Apesar de sua relativa simplicidade, os erros nutricionais são responsáveis por muito mais falhas do que qualquer outro aspecto da experiência de musculação. Sem nutrição suficiente, todos os outros esforços serão em vão, pois o corpo não pode crescer progressivamente, a menos que seja fornecido com o suficiente dos nutrientes ideais diariamente. A consistência é de vital importância, mesmo muito mais do que com o treinamento, pois apenas alguns dias de ingestão calórica sub-par podem resultar em perda muscular.
Embora os requisitos calóricos variem de pessoa para pessoa com base em sua taxa metabólica, nível de atividade, eficiência digestiva e outros fatores, a política nutricional mais essencial para a construção de tecido muscular é comer uma dieta calórica acima de manutenção. Se você não fornecer ao seu corpo muito mais calorias do que ele usa para energia/manutenção, não haverá calorias disponíveis para a síntese de novos tecidos musculares. É possível obter novos tecidos musculares ao seguir uma dieta calórica de manutenção/abaixo de manutenção, mas mesmo nos melhores cenários, como em períodos de recuperação muscular, os resultados ainda serão significativamente comprometidos, pois o corpo será forçado a confiar As lojas de gordura corporal oferecem as calorias extras necessárias para o crescimento muscular. Para as pessoas que tentam ficar novas, nunca antes construíram tecido muscular, o elemento de dificuldade sobe 10 vezes, especialmente quando os esteróides estão ausentes. Independentemente das circunstâncias, comer uma dieta calórica abaixo de manutenção prejudicará significativamente seus ganhos; portanto, acima de tudo, verifique se você está consumindo um excedente de calorias diariamente.

De importância secundária, mas ainda um componente crítico de uma dieta BB’RS, é a ingestão de proteínas. Normalmente falando, 1-1,5 gramas de proteína por libra de peso corporal são suficientes para obter o ganho de massa máxima, assumindo que carboidratos e gorduras suficientes estejam presentes. Caso contrário, o corpo converterá a proteína em glicose na compra para atender aos seus requisitos de energia, deixando você com quantidades menos do que ideais de proteína para construir tecido muscular.

Em relação à frequência de consumo, você deve incluir proteínas a cada refeição, embora seja bom se algumas refeições incluirem muito mais ou menos que outras.
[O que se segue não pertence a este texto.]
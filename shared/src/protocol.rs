//! 接口协议
//!
//! 每个后端接口对应一个实现了 [`ApiRequest`] 的请求类型：
//! 路径参数用 `#[serde(skip)]` 排除在 body 之外，其余字段即 JSON body。

use serde::de::{DeserializeOwned, IgnoredAny};
use serde::{Deserialize, Serialize};

use crate::gateway::HttpMethod;
use crate::models::{Assignment, Course, CourseSummary, ExamPaper, ExamResult, Student, Submission};
use crate::serde_helper::null_as_default;

/// 不关心内容的成功响应（包括空 body）
pub type Ack = IgnoredAny;

/// 描述一个接口的请求/响应关系与元数据
pub trait ApiRequest: Serialize {
    /// 该请求的响应类型
    type Response: DeserializeOwned;
    /// HTTP 方法
    const METHOD: HttpMethod;
    /// 由路径参数拼出的 URL path
    fn path(&self) -> String;
}

/// 路径参数按 RFC 3986 百分号编码，只保留 unreserved 字符原样输出
///
/// id 由后端生成，通常已是 URL 安全的；编码保证 `/`、`?`、`#` 之类的字符不会改写路径。
struct Segment<'a>(&'a str);

impl std::fmt::Display for Segment<'_> {
    fn fmt(&self, f: &mut std::fmt::Formatter<'_>) -> std::fmt::Result {
        for byte in self.0.bytes() {
            match byte {
                b'A'..=b'Z' | b'a'..=b'z' | b'0'..=b'9' | b'-' | b'.' | b'_' | b'~' => {
                    write!(f, "{}", byte as char)?
                }
                _ => write!(f, "%{:02X}", byte)?,
            }
        }
        Ok(())
    }
}

// =========================================================
// 认证
// =========================================================

#[derive(Debug, Clone, Serialize)]
pub struct LoginRequest {
    pub email: String,
    pub password: String,
}

/// `role` 保持原始字符串，是否接受由登录策略决定
#[derive(Debug, Clone, Deserialize)]
#[serde(rename_all = "camelCase")]
pub struct LoginResponse {
    pub token: String,
    pub role: String,
    #[serde(default)]
    pub user_id: Option<String>,
}

impl ApiRequest for LoginRequest {
    type Response = LoginResponse;
    const METHOD: HttpMethod = HttpMethod::Post;
    fn path(&self) -> String {
        "/api/auth/login".to_string()
    }
}

// =========================================================
// 学生端
// =========================================================

#[derive(Debug, Clone, Serialize)]
pub struct ListStudentCourses;

#[derive(Debug, Clone, Default, Deserialize)]
pub struct StudentCoursesResponse {
    #[serde(default, deserialize_with = "null_as_default")]
    pub courses: Vec<CourseSummary>,
}

impl ApiRequest for ListStudentCourses {
    type Response = StudentCoursesResponse;
    const METHOD: HttpMethod = HttpMethod::Get;
    fn path(&self) -> String {
        "/api/student/courses".to_string()
    }
}

#[derive(Debug, Clone, Serialize)]
pub struct ListCourseAssignments {
    #[serde(skip)]
    pub course_id: String,
}

impl ApiRequest for ListCourseAssignments {
    type Response = Vec<Assignment>;
    const METHOD: HttpMethod = HttpMethod::Get;
    fn path(&self) -> String {
        format!("/api/student/course/{}/assignments", Segment(&self.course_id))
    }
}

#[derive(Debug, Clone, Serialize)]
pub struct FetchExam {
    #[serde(skip)]
    pub course_id: String,
    #[serde(skip)]
    pub order: u32,
}

impl ApiRequest for FetchExam {
    type Response = ExamPaper;
    const METHOD: HttpMethod = HttpMethod::Get;
    fn path(&self) -> String {
        format!("/api/student/course/{}/exam/{}", Segment(&self.course_id), self.order)
    }
}

#[derive(Debug, Clone, PartialEq, Serialize)]
#[serde(rename_all = "camelCase")]
pub struct SubmitExam {
    #[serde(skip)]
    pub course_id: String,
    #[serde(skip)]
    pub order: u32,
    pub answers: Vec<usize>,
    /// 用时（分钟）
    pub time_taken: i64,
}

impl ApiRequest for SubmitExam {
    type Response = ExamResult;
    const METHOD: HttpMethod = HttpMethod::Post;
    fn path(&self) -> String {
        format!(
            "/api/student/course/{}/exam/{}/submit",
            Segment(&self.course_id), self.order
        )
    }
}

#[derive(Debug, Clone, PartialEq, Serialize)]
#[serde(rename_all = "camelCase")]
pub struct SubmitAssignment {
    #[serde(skip)]
    pub course_id: String,
    #[serde(skip)]
    pub order: u32,
    pub repository_url: String,
    pub pull_request_url: String,
}

impl ApiRequest for SubmitAssignment {
    type Response = Ack;
    const METHOD: HttpMethod = HttpMethod::Post;
    fn path(&self) -> String {
        format!(
            "/api/student/course/{}/assignment/{}/submit",
            Segment(&self.course_id), self.order
        )
    }
}

// =========================================================
// 课程目录
// =========================================================

#[derive(Debug, Clone, Serialize)]
pub struct ListCourses;

impl ApiRequest for ListCourses {
    type Response = Vec<Course>;
    const METHOD: HttpMethod = HttpMethod::Get;
    fn path(&self) -> String {
        "/api/courses".to_string()
    }
}

#[derive(Debug, Clone, Serialize)]
pub struct GetCourse {
    #[serde(skip)]
    pub id: String,
}

impl ApiRequest for GetCourse {
    type Response = Course;
    const METHOD: HttpMethod = HttpMethod::Get;
    fn path(&self) -> String {
        format!("/api/courses/{}", Segment(&self.id))
    }
}

#[derive(Debug, Clone, PartialEq, Serialize)]
#[serde(rename_all = "camelCase")]
pub struct NewCourse {
    pub title: String,
    pub description: String,
    pub duration: String,
    pub mode: String,
    pub category: String,
    pub tools: Vec<String>,
    pub learn_topics: Vec<String>,
    pub certification: String,
    /// 0 表示永久有效
    pub validity_months: u32,
    pub total_weeks: u32,
}

impl Default for NewCourse {
    fn default() -> Self {
        Self {
            title: String::new(),
            description: String::new(),
            duration: "1 Month".to_string(),
            mode: COURSE_MODES[0].to_string(),
            category: "Core Training".to_string(),
            tools: Vec::new(),
            learn_topics: Vec::new(),
            certification: String::new(),
            validity_months: 1,
            total_weeks: 4,
        }
    }
}

pub const COURSE_MODES: [&str; 3] = ["Remote", "In-Person", "Hybrid"];

impl ApiRequest for NewCourse {
    type Response = Course;
    const METHOD: HttpMethod = HttpMethod::Post;
    fn path(&self) -> String {
        "/api/courses".to_string()
    }
}

#[derive(Debug, Clone, Serialize)]
pub struct DeleteCourse {
    #[serde(skip)]
    pub id: String,
}

impl ApiRequest for DeleteCourse {
    type Response = Ack;
    const METHOD: HttpMethod = HttpMethod::Delete;
    fn path(&self) -> String {
        format!("/api/courses/{}", Segment(&self.id))
    }
}

// =========================================================
// 管理端：学生
// =========================================================

#[derive(Debug, Clone, Serialize)]
pub struct ListStudents;

impl ApiRequest for ListStudents {
    type Response = Vec<Student>;
    const METHOD: HttpMethod = HttpMethod::Get;
    fn path(&self) -> String {
        "/api/admin/students".to_string()
    }
}

#[derive(Debug, Clone, Default, PartialEq, Serialize)]
#[serde(rename_all = "camelCase")]
pub struct NewStudent {
    pub username: String,
    pub name: String,
    pub email: String,
    pub password: String,
    pub assigned_courses: Vec<String>,
}

impl NewStudent {
    /// 勾选/取消勾选一门课程
    pub fn toggle_course(&mut self, course_id: &str, assigned: bool) {
        self.assigned_courses.retain(|id| id != course_id);
        if assigned {
            self.assigned_courses.push(course_id.to_string());
        }
    }
}

#[derive(Debug, Clone, Deserialize)]
pub struct CreateStudentResponse {
    pub student: Student,
}

impl ApiRequest for NewStudent {
    type Response = CreateStudentResponse;
    const METHOD: HttpMethod = HttpMethod::Post;
    fn path(&self) -> String {
        "/api/admin/students".to_string()
    }
}

#[derive(Debug, Clone, Serialize)]
pub struct DeleteStudent {
    #[serde(skip)]
    pub id: String,
}

impl ApiRequest for DeleteStudent {
    type Response = Ack;
    const METHOD: HttpMethod = HttpMethod::Delete;
    fn path(&self) -> String {
        format!("/api/admin/students/{}", Segment(&self.id))
    }
}

// =========================================================
// 管理端：作业与考试
// =========================================================

#[derive(Debug, Clone, Copy, PartialEq, Eq, Default, Serialize, Deserialize)]
#[serde(rename_all = "lowercase")]
pub enum AssignmentKind {
    #[default]
    Mini,
    Major,
    Git,
}

impl AssignmentKind {
    pub const ALL: [AssignmentKind; 3] = [AssignmentKind::Mini, AssignmentKind::Major, AssignmentKind::Git];

    pub fn as_str(&self) -> &'static str {
        match self {
            AssignmentKind::Mini => "mini",
            AssignmentKind::Major => "major",
            AssignmentKind::Git => "git",
        }
    }

    pub fn label(&self) -> &'static str {
        match self {
            AssignmentKind::Mini => "Mini Project",
            AssignmentKind::Major => "Major Project",
            AssignmentKind::Git => "Git Task",
        }
    }

    pub fn from_value(value: &str) -> Self {
        Self::ALL
            .into_iter()
            .find(|k| k.as_str() == value)
            .unwrap_or_default()
    }
}

/// 作业创建表单；`courseId` 既在路径里也随 body 发送
#[derive(Debug, Clone, PartialEq, Serialize)]
#[serde(rename_all = "camelCase")]
pub struct NewAssignment {
    pub course_id: String,
    pub title: String,
    pub description: String,
    #[serde(rename = "type")]
    pub kind: AssignmentKind,
    pub blog_links: Vec<String>,
    pub github_links: Vec<String>,
    pub study_materials: Vec<String>,
    pub due_date: String,
    pub repository_url: String,
    pub instructions: String,
    pub order: u32,
    pub week: u32,
    pub release_date: String,
}

impl Default for NewAssignment {
    fn default() -> Self {
        Self {
            course_id: String::new(),
            title: String::new(),
            description: String::new(),
            kind: AssignmentKind::default(),
            blog_links: Vec::new(),
            github_links: Vec::new(),
            study_materials: Vec::new(),
            due_date: String::new(),
            repository_url: String::new(),
            instructions: String::new(),
            order: 1,
            week: 1,
            release_date: String::new(),
        }
    }
}

impl ApiRequest for NewAssignment {
    type Response = Ack;
    const METHOD: HttpMethod = HttpMethod::Post;
    fn path(&self) -> String {
        format!("/api/admin/courses/{}/assignments", Segment(&self.course_id))
    }
}

pub const OPTIONS_PER_QUESTION: usize = 4;

#[derive(Debug, Clone, Default, PartialEq, Serialize)]
#[serde(rename_all = "camelCase")]
pub struct DraftQuestion {
    pub question: String,
    pub options: [String; OPTIONS_PER_QUESTION],
    pub correct_answer: usize,
}

#[derive(Debug, Clone, PartialEq, Serialize)]
#[serde(rename_all = "camelCase")]
pub struct NewExam {
    pub course_id: String,
    pub title: String,
    pub description: String,
    pub questions: Vec<DraftQuestion>,
    pub passing_score: u32,
    /// 考试时长（分钟）
    pub duration: u32,
    pub due_date: String,
    pub order: u32,
    pub week: u32,
    pub release_date: String,
}

impl Default for NewExam {
    fn default() -> Self {
        Self {
            course_id: String::new(),
            title: String::new(),
            description: String::new(),
            questions: vec![DraftQuestion::default()],
            passing_score: 70,
            duration: 60,
            due_date: String::new(),
            order: 1,
            week: 1,
            release_date: String::new(),
        }
    }
}

impl NewExam {
    pub fn add_question(&mut self) {
        self.questions.push(DraftQuestion::default());
    }

    pub fn set_question_text(&mut self, index: usize, text: String) {
        if let Some(q) = self.questions.get_mut(index) {
            q.question = text;
        }
    }

    pub fn set_option(&mut self, index: usize, option: usize, text: String) {
        if let Some(slot) = self
            .questions
            .get_mut(index)
            .and_then(|q| q.options.get_mut(option))
        {
            *slot = text;
        }
    }

    pub fn set_correct(&mut self, index: usize, option: usize) {
        if option >= OPTIONS_PER_QUESTION {
            return;
        }
        if let Some(q) = self.questions.get_mut(index) {
            q.correct_answer = option;
        }
    }
}

impl ApiRequest for NewExam {
    type Response = Ack;
    const METHOD: HttpMethod = HttpMethod::Post;
    fn path(&self) -> String {
        format!("/api/admin/courses/{}/exams", Segment(&self.course_id))
    }
}

// =========================================================
// 提交审阅
// =========================================================

#[derive(Debug, Clone, Serialize)]
pub struct ListSubmissions;

impl ApiRequest for ListSubmissions {
    type Response = Vec<Submission>;
    const METHOD: HttpMethod = HttpMethod::Get;
    fn path(&self) -> String {
        "/api/submissions".to_string()
    }
}

#[derive(Debug, Clone, Copy, PartialEq, Eq, Serialize, Deserialize)]
pub enum ReviewDecision {
    Approved,
    Rejected,
}

impl ReviewDecision {
    pub fn as_str(&self) -> &'static str {
        match self {
            ReviewDecision::Approved => "Approved",
            ReviewDecision::Rejected => "Rejected",
        }
    }
}

#[derive(Debug, Clone, PartialEq, Serialize)]
pub struct ReviewSubmission {
    #[serde(skip)]
    pub id: String,
    pub status: ReviewDecision,
    pub feedback: String,
}

impl ApiRequest for ReviewSubmission {
    type Response = Ack;
    const METHOD: HttpMethod = HttpMethod::Post;
    fn path(&self) -> String {
        format!("/api/admin/submissions/{}/review", Segment(&self.id))
    }
}

#[derive(Debug, Clone, PartialEq, Serialize)]
pub struct UpdateSubmissionStatus {
    #[serde(skip)]
    pub id: String,
    pub status: ReviewDecision,
}

impl ApiRequest for UpdateSubmissionStatus {
    type Response = Ack;
    const METHOD: HttpMethod = HttpMethod::Put;
    fn path(&self) -> String {
        format!("/api/submissions/{}", Segment(&self.id))
    }
}

/// 多行文本框：一行一个链接，丢弃空行
pub fn parse_link_lines(text: &str) -> Vec<String> {
    text.lines()
        .map(str::trim)
        .filter(|line| !line.is_empty())
        .map(str::to_string)
        .collect()
}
Enquanto estiver espalhado ao longo do dia e você atende à sua cota diária, você estará na pista ideal. Na compra para garantir que você esteja tomando proteína suficiente, apenas conte os gramas que vêm de fontes completas de proteína, como carne/peixe, laticínios, ovos e pós de proteína, como soro de leite, leite, ovo, soja, carne, etc. Existem 8 aminoácidos essenciais e 14 aminoácidos não essenciais. Fontes de proteína completas são aqueles que incluem todos os 8 aminoácidos essenciais. Comer acima de 1,5 gramas não produzirá ganhos mensuráveis, mas causará ansiedade adicional e desnecessária no sistema digestivo e nos rins.

A frequência da refeição é o próximo item da agenda. Embora exista um pouco de disputa relacionada ao número ideal de alimentação diária, o BB’R fora da temporada geralmente consome entre 5-6 refeições por dia. Isso pode ser inteiramente de alimentos integrais ou uma combinação de alimentos e shakes de proteínas/shakes de ganhadores de peso. Qualquer um é bom, embora eu recomendo ficar longe dos produtos de ganhadores de peso compostos por carboidratos de baixa qualidade, como maltodextrina ou outros carboidratos refinados. Você pode encontrar alguns produtos rotulando seus carboidratos como “polímeros de glicose” ou “polímeros de glicose de cadeia longa”. Não seja enganado, pois esses são apenas outros termos para a maltodextrina e outros grãos refinados. Sua melhor aposta é fazer com que seus próprios shakes de ganhadores de peso, pois eles são muito mais saudáveis do que a loja nutricionalmente desprovida de açúcar e maltodextrina obteve ganhadores de peso. A seguir, é apresentado um exemplo de um excelente ganho de peso que você pode usar no lugar de uma refeição inteira. Você não encontrará um único ganho de peso pré-fabricado nas prateleiras das lojas, que chega perto de entregar a nutrição encontrada no Shake abaixo. De fato, muitas refeições de alimentos integrais empalidecem em comparação em termos de potência nutricional.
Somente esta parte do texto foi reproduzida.